[Redditolavoro] brescia uno schifo

procomta ro.red at libero.it
Wed Mar 30 08:33:44 CEST 2011


IL CASO. È polemica per la scelta del presidente della Casa della memoria e 
dell'Associazione familiari delle vittime
«Sono qui a livello personale, perchè dobbiamo andare oltre le nostre 
diversità». Ma la Rete chiede le sue dimissioni

CasaPound e la Casa della Memoria allo stesso tavolo. Fuori, a 300 metri, il 
presidio della Rete antifascista che grida allo scandalo e chiede le 
dimissioni di Manlio Milani, presidente dell'Associazione Familiari delle 
vittime di piazza Loggia, per aver accettato di partecipare al dibattito al 
President, a Roncadelle.

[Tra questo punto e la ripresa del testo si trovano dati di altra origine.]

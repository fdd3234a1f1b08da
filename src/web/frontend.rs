//! Embedded HTML/CSS/JS frontend for the loadwatch dashboard.
//!
//! The page holds no state of its own: it renders whatever
//! `/api/snapshot` returns and sends filter, selection and refresh
//! requests back to the server.

/// The complete single-page dashboard HTML.
pub const INDEX_HTML: &str = r##"<!DOCTYPE html>
<html lang="en">
<head>
<meta charset="utf-8">
<meta name="viewport" content="width=device-width, initial-scale=1">
<title>loadwatch</title>
<style>
:root {
  --bg: #0d1117;
  --surface: #161b22;
  --surface-2: #1f2630;
  --border: #30363d;
  --text: #e6edf3;
  --text-muted: #8b949e;
  --accent: #58a6ff;
  --green: #3fb950;
  --blue: #388bfd;
  --gray: #6e7681;
  --yellow: #d29922;
  --red: #f85149;
  --radius: 8px;
  --font: -apple-system, BlinkMacSystemFont, 'Segoe UI', Helvetica, Arial, sans-serif;
  --mono: 'SF Mono', 'Cascadia Code', 'Fira Code', monospace;
}

* { margin: 0; padding: 0; box-sizing: border-box; }
body {
  background: var(--bg);
  color: var(--text);
  font-family: var(--font);
  font-size: 14px;
  line-height: 1.5;
}

.app { max-width: 1280px; margin: 0 auto; padding: 24px; }

header {
  display: flex;
  align-items: center;
  justify-content: space-between;
  margin-bottom: 20px;
  padding-bottom: 16px;
  border-bottom: 1px solid var(--border);
}
header h1 { font-size: 22px; font-weight: 600; }
header .meta { color: var(--text-muted); font-size: 12px; }

nav { display: flex; gap: 8px; margin-bottom: 20px; }
button {
  background: var(--surface-2);
  color: var(--text);
  border: 1px solid var(--border);
  border-radius: var(--radius);
  padding: 6px 14px;
  cursor: pointer;
  font: inherit;
}
button:hover { border-color: var(--accent); }
button.active { background: var(--accent); border-color: var(--accent); color: #0d1117; }

.hidden { display: none !important; }

.toolbar { display: flex; flex-wrap: wrap; gap: 8px; margin-bottom: 12px; align-items: center; }
.toolbar input {
  flex: 1;
  min-width: 200px;
  background: var(--surface);
  color: var(--text);
  border: 1px solid var(--border);
  border-radius: var(--radius);
  padding: 6px 10px;
  font: inherit;
}

.split { display: grid; grid-template-columns: 380px 1fr; gap: 16px; }
.panel {
  background: var(--surface);
  border: 1px solid var(--border);
  border-radius: var(--radius);
  padding: 16px;
}
.loads { max-height: 70vh; overflow-y: auto; display: flex; flex-direction: column; gap: 8px; }

.card {
  background: var(--surface-2);
  border: 1px solid transparent;
  border-radius: var(--radius);
  padding: 12px;
  cursor: pointer;
}
.card:hover { border-color: var(--border); }
.card.selected { border-color: var(--accent); }
.card .top { display: flex; justify-content: space-between; margin-bottom: 6px; }
.card .route { display: flex; justify-content: space-between; color: var(--text-muted); }
.card .foot { display: flex; justify-content: space-between; font-size: 12px; color: var(--text-muted); margin-top: 6px; }

.badge { padding: 1px 8px; border-radius: 10px; font-size: 12px; color: #fff; }
.badge.Available { background: var(--green); }
.badge.Booked { background: var(--blue); }
.badge.Covered { background: var(--gray); }

.empty { text-align: center; color: var(--text-muted); padding: 32px 0; }

.details h2 { font-size: 20px; margin-bottom: 12px; display: flex; gap: 12px; align-items: center; }
.grid { display: grid; grid-template-columns: repeat(3, 1fr); gap: 12px; }
.field .label { color: var(--text-muted); font-size: 12px; }
.field .value { font-size: 16px; }
.notes { margin-top: 16px; color: var(--text-muted); }

table { width: 100%; border-collapse: collapse; }
th, td { text-align: left; padding: 8px; border-bottom: 1px solid var(--border); }
th { color: var(--text-muted); font-weight: 500; font-size: 12px; text-transform: uppercase; }
td.num { text-align: right; font-family: var(--mono); }

.kpis { display: grid; grid-template-columns: repeat(5, 1fr); gap: 12px; margin-bottom: 16px; }
.kpi .value { font-size: 24px; font-weight: 600; }
.kpi .label { color: var(--text-muted); font-size: 12px; }

.charts { display: grid; grid-template-columns: 1fr 1fr; gap: 16px; }
.bar-row { display: grid; grid-template-columns: 140px 1fr 40px; gap: 8px; align-items: center; margin: 6px 0; }
.bar { height: 14px; background: var(--accent); border-radius: 3px; }
.bar-row .count { text-align: right; font-family: var(--mono); color: var(--text-muted); }
</style>
</head>
<body>
<div class="app">
  <header>
    <h1>loadwatch</h1>
    <div>
      <span class="meta" id="updated">waiting for data…</span>
      <button id="refreshBtn" onclick="refreshNow()">Refresh</button>
    </div>
  </header>

  <nav>
    <button class="view-btn active" data-view="loads" onclick="switchView('loads')">Loads</button>
    <button class="view-btn" data-view="calls" onclick="switchView('calls')">Calls</button>
    <button class="view-btn" data-view="analytics" onclick="switchView('analytics')">Analytics</button>
  </nav>

  <section id="loadsView" class="view">
    <div class="toolbar">
      <button class="tab-btn" data-tab="available" onclick="setFilters({tab: 'available'})">Available</button>
      <button class="tab-btn" data-tab="booked" onclick="setFilters({tab: 'booked'})">Booked</button>
      <button class="tab-btn" data-tab="all" onclick="setFilters({tab: 'all'})">All</button>
      <span style="width: 16px"></span>
      <button class="eq-btn" data-eq="" onclick="setFilters({equipment_type: ''})">All equipment</button>
      <button class="eq-btn" data-eq="Dry Van" onclick="setFilters({equipment_type: 'Dry Van'})">Dry Van</button>
      <button class="eq-btn" data-eq="Reefer" onclick="setFilters({equipment_type: 'Reefer'})">Reefer</button>
      <button class="eq-btn" data-eq="Flatbed" onclick="setFilters({equipment_type: 'Flatbed'})">Flatbed</button>
      <input id="search" type="search" placeholder="Search id, city or equipment">
    </div>
    <div class="split">
      <div class="panel loads" id="loadsList"></div>
      <div class="panel details" id="details"></div>
    </div>
  </section>

  <section id="callsView" class="view hidden">
    <div class="panel">
      <table>
        <thead>
          <tr><th>Time</th><th>Carrier</th><th>MC</th><th>Load</th><th>Route</th><th>Outcome</th><th>Rate</th><th>Sentiment</th></tr>
        </thead>
        <tbody id="callsBody"></tbody>
      </table>
    </div>
  </section>

  <section id="analyticsView" class="view hidden">
    <div class="kpis" id="kpis"></div>
    <div class="charts">
      <div class="panel"><h3>Call outcomes</h3><div id="outcomes"></div></div>
      <div class="panel"><h3>Carrier sentiment</h3><div id="sentiment"></div></div>
    </div>
  </section>
</div>

<script>
const POLL_MS = 2000;
let snapshot = null;
let searchTimer = null;

function esc(value) {
  return String(value ?? '').replace(/[&<>"']/g, c => ({
    '&': '&amp;', '<': '&lt;', '>': '&gt;', '"': '&quot;', "'": '&#39;'
  })[c]);
}

function money(n) {
  return '$' + Math.round(n || 0).toLocaleString();
}

function city(location) {
  return String(location || '').split(',')[0].trim();
}

function rate(load) {
  return load.posted_carrier_rate ?? load.loadboard_rate ?? 0;
}

function perMile(load) {
  if (load.rate_per_mile != null) return load.rate_per_mile;
  return load.miles > 0 ? rate(load) / load.miles : 0;
}

function when(raw) {
  const d = new Date(raw);
  return isNaN(d) ? (raw || '-') : d.toLocaleString();
}

function label(key) {
  return String(key).split('_').map(w => w.charAt(0).toUpperCase() + w.slice(1)).join(' ');
}

async function api(method, path, body) {
  const opts = { method, headers: {} };
  if (body !== undefined) {
    opts.headers['Content-Type'] = 'application/json';
    opts.body = JSON.stringify(body);
  }
  const res = await fetch(path, opts);
  if (!res.ok) throw new Error(`${method} ${path}: ${res.status}`);
  return res.json();
}

async function poll() {
  try {
    const next = await api('GET', '/api/snapshot');
    if (!snapshot || next.version !== snapshot.version) {
      snapshot = next;
      render();
    }
  } catch (e) {
    console.warn(e);
  }
}

async function setFilters(update) {
  try {
    snapshot = await api('PUT', '/api/filters', update);
    render();
  } catch (e) {
    console.warn(e);
  }
}

async function selectLoad(loadId) {
  try {
    snapshot = await api('PUT', '/api/selection', { load_id: loadId });
    render();
  } catch (e) {
    console.warn(e);
  }
}

async function refreshNow() {
  try {
    await api('POST', '/api/refresh');
  } catch (e) {
    console.warn(e);
  }
}

function switchView(view) {
  document.querySelectorAll('.view-btn').forEach(b => b.classList.toggle('active', b.dataset.view === view));
  document.querySelectorAll('.view').forEach(v => v.classList.add('hidden'));
  document.getElementById(view + 'View').classList.remove('hidden');
}

function render() {
  if (!snapshot) return;
  const updated = snapshot.updated_at ? new Date(snapshot.updated_at).toLocaleTimeString() : 'never';
  document.getElementById('updated').textContent =
    `${snapshot.filtered.length} of ${snapshot.total_loads} loads · updated ${updated}`;

  const params = snapshot.params;
  document.querySelectorAll('.tab-btn').forEach(b => b.classList.toggle('active', b.dataset.tab === params.tab));
  document.querySelectorAll('.eq-btn').forEach(b => b.classList.toggle('active', b.dataset.eq === params.equipment_type));
  const search = document.getElementById('search');
  if (document.activeElement !== search) search.value = params.search_query;

  renderLoads();
  renderDetails();
  renderCalls();
  renderAnalytics();
}

function renderLoads() {
  const list = document.getElementById('loadsList');
  if (snapshot.filtered.length === 0) {
    list.innerHTML = '<div class="empty">No loads found</div>';
    return;
  }
  list.innerHTML = snapshot.filtered.map(load => `
    <div class="card ${load.load_id === snapshot.selection ? 'selected' : ''}" data-id="${esc(load.load_id)}">
      <div class="top"><strong>${esc(load.load_id)}</strong><span class="badge ${esc(load.status)}">${esc(load.status)}</span></div>
      <div class="route"><span>${esc(city(load.origin))}</span><span>→</span><span>${esc(city(load.destination))}</span></div>
      <div class="foot"><span>${esc(load.miles)} miles · ${esc(load.equipment_type)}</span><span>${money(rate(load))}</span></div>
    </div>`).join('');
  list.querySelectorAll('.card').forEach(card => card.addEventListener('click', () => selectLoad(card.dataset.id)));
}

function renderDetails() {
  const panel = document.getElementById('details');
  const load = snapshot.selected;
  if (!load) {
    panel.innerHTML = '<div class="empty">Select a load to view details</div>';
    return;
  }
  const field = (name, value) => `<div class="field"><div class="label">${name}</div><div class="value">${esc(value)}</div></div>`;
  panel.innerHTML = `
    <h2>${esc(load.load_id)} <span class="badge ${esc(load.status)}">${esc(load.status)}</span></h2>
    <div class="grid">
      ${field('Origin', load.origin)}
      ${field('Destination', load.destination)}
      ${field('Equipment', load.equipment_type)}
      ${field('Pickup', when(load.pickup_datetime))}
      ${field('Delivery', when(load.delivery_datetime))}
      ${field('Commodity', load.commodity_type || 'General')}
      ${field('Miles', load.miles)}
      ${field('Rate', money(rate(load)))}
      ${field('Rate per mile', '$' + perMile(load).toFixed(2))}
      ${field('Max buy', money(load.max_buy))}
      ${field('Weight', load.weight != null ? load.weight.toLocaleString() + ' lbs' : '-')}
    </div>
    ${load.notes ? `<div class="notes">${esc(load.notes)}</div>` : ''}`;
}

function renderCalls() {
  const body = document.getElementById('callsBody');
  if (!snapshot.calls.length) {
    body.innerHTML = '<tr><td colspan="8" class="empty">No calls recorded</td></tr>';
    return;
  }
  body.innerHTML = snapshot.calls.map(call => `
    <tr>
      <td>${esc(when(call.timestamp))}</td>
      <td>${esc(call.carrier_name || 'Unknown')}</td>
      <td>${esc(call.mc_number)}</td>
      <td>${esc(call.load_id || '-')}</td>
      <td>${esc(call.route || '-')}</td>
      <td>${esc(label(call.outcome))}</td>
      <td class="num">${call.agreed_rate != null ? money(call.agreed_rate) : '-'}</td>
      <td>${esc(label(call.sentiment))}</td>
    </tr>`).join('');
}

function renderBars(id, series) {
  const el = document.getElementById(id);
  if (!series.length) {
    el.innerHTML = '<div class="empty">No data</div>';
    return;
  }
  const max = Math.max(...series.map(([, n]) => n), 1);
  el.innerHTML = series.map(([name, n]) => `
    <div class="bar-row">
      <span>${esc(name)}</span>
      <div class="bar" style="width: ${(n / max) * 100}%"></div>
      <span class="count">${n}</span>
    </div>`).join('');
}

function renderAnalytics() {
  const m = snapshot.metrics;
  const kpi = (name, value) => `<div class="panel kpi"><div class="value">${esc(value)}</div><div class="label">${name}</div></div>`;
  document.getElementById('kpis').innerHTML = m ? [
    kpi('Total calls', m.total_calls),
    kpi('Bookings', m.successful_bookings),
    kpi('Success rate', m.success_rate.toFixed(1) + '%'),
    kpi('Booked value', money(m.total_booked_value)),
    kpi('Avg negotiation rounds', m.avg_negotiation_rounds.toFixed(1)),
  ].join('') : '<div class="empty">Metrics unavailable</div>';
  renderBars('outcomes', snapshot.outcome_series);
  renderBars('sentiment', snapshot.sentiment_series);
}

document.getElementById('search').addEventListener('input', e => {
  clearTimeout(searchTimer);
  const value = e.target.value;
  searchTimer = setTimeout(() => setFilters({ search: value }), 150);
});

poll();
setInterval(poll, POLL_MS);
</script>
</body>
</html>
"##;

Ma se il dispiegamento delle forze dell'ordine 
induceva a pensare all'agitazione, alla fine la protesta si è tradotta, 
verso metà serata, nell'occupazione di via Roncadelle da parte dei 
manifestanti con cori e striscioni. Nessuna autorizzazione, quindi, alla 
«Partecipazione indignata» che gli antifascisti avrebbero voluto, faccia a 
faccia con CasaPound. «Vogliamo le dimissioni di Milani, che si presenta a 
un convegno con quelli che si definiscono i fascisti del terzo millennio a 
nome dell'associazione che guida - tuona Giuseppe Corioni, della Rete -: è 
vergognoso». «Dopo la sentenza sulla strage Cpi cerca di legittimarsi 
politicamente attraverso squallidi momenti di rivisitazione storica» gli fa 
eco Walter Longhi.
Eppure, dall'altra parte, seppur a distanza, Milani e CasaPound rispediscono 
le accuse al mittente con decisione. «Non sono qui a nome dell'associazione 
che rappresento, ma solo come Milani - precisa, pregando Cpi di precisarlo 
nella locandina -: non parlerò del processo, o del terrorismo di sinistra. 
Cercherò invece di affrontare con voi un percorso, che parte da me e finisce 
con me. Ho accettato - ribadisce - perché in questa memoria distratta 
dell'Italia che preferisce rimuovere gli anni'70, è necessario andare oltre 
le nostre diversità e incontrarci, senza limitarci ad osservare l'orrore in 
quanto tale, ma nel tentativo di trovare nella memoria elaborata degli 
insegnamenti utili rispetto al presente e al domani». Della stessa linea 
anche Adriano Scianca, responsabile cultura di Cpi (affiancato dal collega 
regionale Pietro Falagiani e da Gabriele Adinolfi del Centro Studi Polaris): 
«Questo è un incontro epocale nel panorama politico nazionale - dice -: 
Manlio è l'esempio di quel coraggio intellettuale che ci vede qui per 
parlare di stragismo come una ferita aperta nel cuore del Paese e come 
qualcosa che non ci appartiene naturalmente».
Quello di Manlio è un racconto, il suo racconto, fatto di contesti politici 
e sociali: l'iscrizione al Pci, l'amore per la resistenza e la Costituzione, 
gli incontri con i partigiani costretti a scegliere «per l'impossibilità di 
poter esprimere se stessi : per l'idea di poter vivere in una società 
libera». Come accadde per la manifestazione sindacaledi quel 28 maggio'74: 
«Quegli 8 morti sono ancora lì, a raccontare i valori di democrazia, lavoro, 
libertà di espressione - spiega Milani - Perché chi compì quella strage 
voleva sovvertire le istituzioni». Poi l'accenno alla responsabilità della 
destra eversiva per stessa ammissione dei camerati, gli attentati del prima 
e dopo piazza Loggia, e «i depistaggi delle istituzioni e dei Servizi 
deviati. Ecco dove sta l'impunità: il disegno eversivo si basa sulle 
collusioni. Allora, la memoria, deve prendere atto dei fatti e chiedere 
verità». Una storia che non piace poi tanto ad Adinolfi, certo che «le 
responsabilità del Pci siano enormi e che visioni come questa contribuiscano 
a non fare luce sulle stragi». In prima fila anche Benedetta Tobagi, «perché 
credo sia molto importante che Manlio abbia accettato di parlare con questi 
ragazzi: per spiegare che la violenza, è sempre sbagliata».